[Provided material]

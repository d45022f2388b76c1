//! Error types and handling for formalgraph
//!
//! Edge contract violations are reported through [`EdgeError`]. The crate-level
//! [`Error`] wraps them together with configuration and logging setup failures.

use std::fmt;
use thiserror::Error;

use super::Weight;

/// Main result type used throughout the crate
pub type Result<T> = std::result::Result<T, Error>;

/// Result type for edge construction and accessors
pub type EdgeResult<T> = std::result::Result<T, EdgeError>;

/// Main error type for formalgraph
#[derive(Error, Debug)]
pub enum Error {
    /// Edge construction or access errors
    #[error("Edge error: {0}")]
    Edge(#[from] EdgeError),

    /// Configuration errors
    #[error("Configuration error: {0}")]
    Config(String),

    /// Logging subscriber could not be installed
    #[error("Logging error: {0}")]
    Logging(String),
}

/// Which shorthand representation was rejected
#[derive(Debug, Clone, Copy, PartialEq, Eq)]
pub enum ShorthandShape {
    /// Ordered sequence `(a, b)` or `(a, b, w)`
    OrderedPair,
    /// Unordered set `{a}` or `{a, b}`
    UnorderedPair,
}

impl fmt::Display for ShorthandShape {
    fn fmt(&self, f: &mut fmt::Formatter<'_>) -> fmt::Result {
        match self {
            ShorthandShape::OrderedPair => write!(f, "edge tuple"),
            ShorthandShape::UnorderedPair => write!(f, "edge set"),
        }
    }
}

/// Number of elements found in a rejected shorthand
#[derive(Debug, Clone, Copy, PartialEq, Eq)]
pub enum ElementCount {
    /// The input held exactly this many elements
    Exactly(usize),
    /// The input held more than this many elements; the rest was not read
    MoreThan(usize),
}

impl fmt::Display for ElementCount {
    fn fmt(&self, f: &mut fmt::Formatter<'_>) -> fmt::Result {
        match self {
            ElementCount::Exactly(n) => write!(f, "{} elements", n),
            ElementCount::MoreThan(n) => write!(f, "more than {} elements", n),
        }
    }
}

/// Edge contract violations
#[derive(Error, Debug, Clone, PartialEq)]
pub enum EdgeError {
    /// An undirected edge was given a weight
    #[error("Undirected edges cannot be weighted (got weight {weight})")]
    InvalidConfiguration {
        /// The rejected weight
        weight: Weight,
    },

    /// `source`/`target` accessed on an undirected edge
    #[error("This edge is not directed")]
    NotDirected,

    /// `weight` accessed on an unweighted edge
    #[error("This edge is not weighted")]
    NotWeighted,

    /// Shorthand input of an unsupported size or shape
    #[error("Invalid {shape} with {len}")]
    InvalidShorthand {
        /// Shorthand kind that was rejected
        shape: ShorthandShape,
        /// Number of elements supplied
        len: ElementCount,
    },
}

impl Error {
    /// Create a configuration error
    pub fn config(msg: impl Into<String>) -> Self {
        Self::Config(msg.into())
    }

    /// Create a logging error
    pub fn logging(msg: impl Into<String>) -> Self {
        Self::Logging(msg.into())
    }

    /// Check if this error is an edge contract violation
    pub fn is_edge_error(&self) -> bool {
        matches!(self, Error::Edge(_))
    }
}

impl EdgeError {
    /// Short, stable name of the failure kind, used in log events
    pub fn kind(&self) -> &'static str {
        match self {
            EdgeError::InvalidConfiguration { .. } => "invalid_configuration",
            EdgeError::NotDirected => "not_directed",
            EdgeError::NotWeighted => "not_weighted",
            EdgeError::InvalidShorthand { .. } => "invalid_shorthand",
        }
    }

    /// Check if this error came from misusing an accessor on the wrong variant
    pub fn is_accessor_misuse(&self) -> bool {
        matches!(self, EdgeError::NotDirected | EdgeError::NotWeighted)
    }
}

#[cfg(test)]
mod tests {
    use super::*;

    #[test]
    fn messages_name_the_violation() {
        let err = EdgeError::InvalidConfiguration { weight: 2.5 };
        assert_eq!(err.to_string(), "Undirected edges cannot be weighted (got weight 2.5)");
        assert_eq!(EdgeError::NotDirected.to_string(), "This edge is not directed");
        assert_eq!(EdgeError::NotWeighted.to_string(), "This edge is not weighted");

        let err = EdgeError::InvalidShorthand {
            shape: ShorthandShape::UnorderedPair,
            len: ElementCount::Exactly(3),
        };
        assert_eq!(err.to_string(), "Invalid edge set with 3 elements");

        let err = EdgeError::InvalidShorthand {
            shape: ShorthandShape::OrderedPair,
            len: ElementCount::MoreThan(3),
        };
        assert_eq!(err.to_string(), "Invalid edge tuple with more than 3 elements");
    }

    #[test]
    fn edge_errors_convert_into_crate_error() {
        let err: Error = EdgeError::NotWeighted.into();
        assert!(err.is_edge_error());
        assert_eq!(err.to_string(), "Edge error: This edge is not weighted");
        assert!(!Error::config("bad level").is_edge_error());
    }

    #[test]
    fn accessor_misuse_classification() {
        assert!(EdgeError::NotDirected.is_accessor_misuse());
        assert!(EdgeError::NotWeighted.is_accessor_misuse());
        assert!(!EdgeError::InvalidConfiguration { weight: 1.0 }.is_accessor_misuse());
        assert_eq!(EdgeError::NotDirected.kind(), "not_directed");
    }
}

[/Provided material]

◆ Task statement:
Give back all the data exactly as written.

◆ Result:
repository d45022f2388b76c1
//! Error types and handling for formalgraph
//!
//! Edge contract violations are reported through [`EdgeError`]. The crate-level
//! [`Error`] wraps them together with configuration and logging setup failures.

use std::fmt;
use thiserror::Error;

use super::Weight;

/// Main result type used throughout the crate
pub type Result<T> = std::result::Result<T, Error>;

/// Result type for edge construction and accessors
pub type EdgeResult<T> = std::result::Result<T, EdgeError>;

/// Main error type for formalgraph
#[derive(Error, Debug)]
pub enum Error {
    /// Edge construction or access errors
    #[error("Edge error: {0}")]
    Edge(#[from] EdgeError),

    /// Configuration errors
    #[error("Configuration error: {0}")]
    Config(String),

    /// Logging subscriber could not be installed
    #[error("Logging error: {0}")]
    Logging(String),
}

/// Which shorthand representation was rejected
#[derive(Debug, Clone, Copy, PartialEq, Eq)]
pub enum ShorthandShape {
    /// Ordered sequence `(a, b)` or `(a, b, w)`
    OrderedPair,
    /// Unordered set `{a}` or `{a, b}`
    UnorderedPair,
}

impl fmt::Display for ShorthandShape {
    fn fmt(&self, f: &mut fmt::Formatter<'_>) -> fmt::Result {
        match self {
            ShorthandShape::OrderedPair => write!(f, "edge tuple"),
            ShorthandShape::UnorderedPair => write!(f, "edge set"),
        }
    }
}

/// Number of elements found in a rejected shorthand
#[derive(Debug, Clone, Copy, PartialEq, Eq)]
pub enum ElementCount {
    /// The input held exactly this many elements
    Exactly(usize),
    /// The input held more than this many elements; the rest was not read
    MoreThan(usize),
}

impl fmt::Display for ElementCount {
    fn fmt(&self, f: &mut fmt::Formatter<'_>) -> fmt::Result {
        match self {
            ElementCount::Exactly(n) => write!(f, "{} elements", n),
            ElementCount::MoreThan(n) => write!(f, "more than {} elements", n),
        }
    }
}

/// Edge contract violations
#[derive(Error, Debug, Clone, PartialEq)]
pub enum EdgeError {
    /// An undirected edge was given a weight
    #[error("Undirected edges cannot be weighted (got weight {weight})")]
    InvalidConfiguration {
        /// The rejected weight
        weight: Weight,
    },

    /// `source`/`target` accessed on an undirected edge
    #[error("This edge is not directed")]
    NotDirected,

    /// `weight` accessed on an unweighted edge
    #[error("This edge is not weighted")]
    NotWeighted,

    /// Shorthand input of an unsupported size or shape
    #[error("Invalid {shape} with {len}")]
    InvalidShorthand {
        /// Shorthand kind that was rejected
        shape: ShorthandShape,
        /// Number of elements supplied
        len: ElementCount,
    },
}

impl Error {
    /// Create a configuration error
    pub fn config(msg: impl Into<String>) -> Self {
        Self::Config(msg.into())
    }

    /// Create a logging error
    pub fn logging(msg: impl Into<String>) -> Self {
        Self::Logging(msg.into())
    }

    /// Check if this error is an edge contract violation
    pub fn is_edge_error(&self) -> bool {
        matches!(self, Error::Edge(_))
    }
}

impl EdgeError {
    /// Short, stable name of the failure kind, used in log events
    pub fn kind(&self) -> &'static str {
        match self {
            EdgeError::InvalidConfiguration { .. } => "invalid_configuration",
            EdgeError::NotDirected => "not_directed",
            EdgeError::NotWeighted => "not_weighted",
            EdgeError::InvalidShorthand { .. } => "invalid_shorthand",
        }
    }

    /// Check if this error came from misusing an accessor on the wrong variant
    pub fn is_accessor_misuse(&self) -> bool {
        matches!(self, EdgeError::NotDirected | EdgeError::NotWeighted)
    }
}

#[cfg(test)]
mod tests {
    use super::*;

    #[test]
    fn messages_name_the_violation() {
        let err = EdgeError::InvalidConfiguration { weight: 2.5 };
        assert_eq!(err.to_string(), "Undirected edges cannot be weighted (got weight 2.5)");
        assert_eq!(EdgeError::NotDirected.to_string(), "This edge is not directed");
        assert_eq!(EdgeError::NotWeighted.to_string(), "This edge is not weighted");

        let err = EdgeError::InvalidShorthand {
            shape: ShorthandShape::UnorderedPair,
            len: ElementCount::Exactly(3),
        };
        assert_eq!(err.to_string(), "Invalid edge set with 3 elements");

        let err = EdgeError::InvalidShorthand {
            shape: ShorthandShape::OrderedPair,
            len: ElementCount::MoreThan(3),
        };
        assert_eq!(err.to_string(), "Invalid edge tuple with more than 3 elements");
    }

    #[test]
    fn edge_errors_convert_into_crate_error() {
        let err: Error = EdgeError::NotWeighted.into();
        assert!(err.is_edge_error());
        assert_eq!(err.to_string(), "Edge error: This edge is not weighted");
        assert!(!Error::config("bad level").is_edge_error());
    }

    #[test]
    fn accessor_misuse_classification() {
        assert!(EdgeError::NotDirected.is_accessor_misuse());
        assert!(EdgeError::NotWeighted.is_accessor_misuse());
        assert!(!EdgeError::InvalidConfiguration { weight: 1.0 }.is_accessor_misuse());
        assert_eq!(EdgeError::NotDirected.kind(), "not_directed");
    }
}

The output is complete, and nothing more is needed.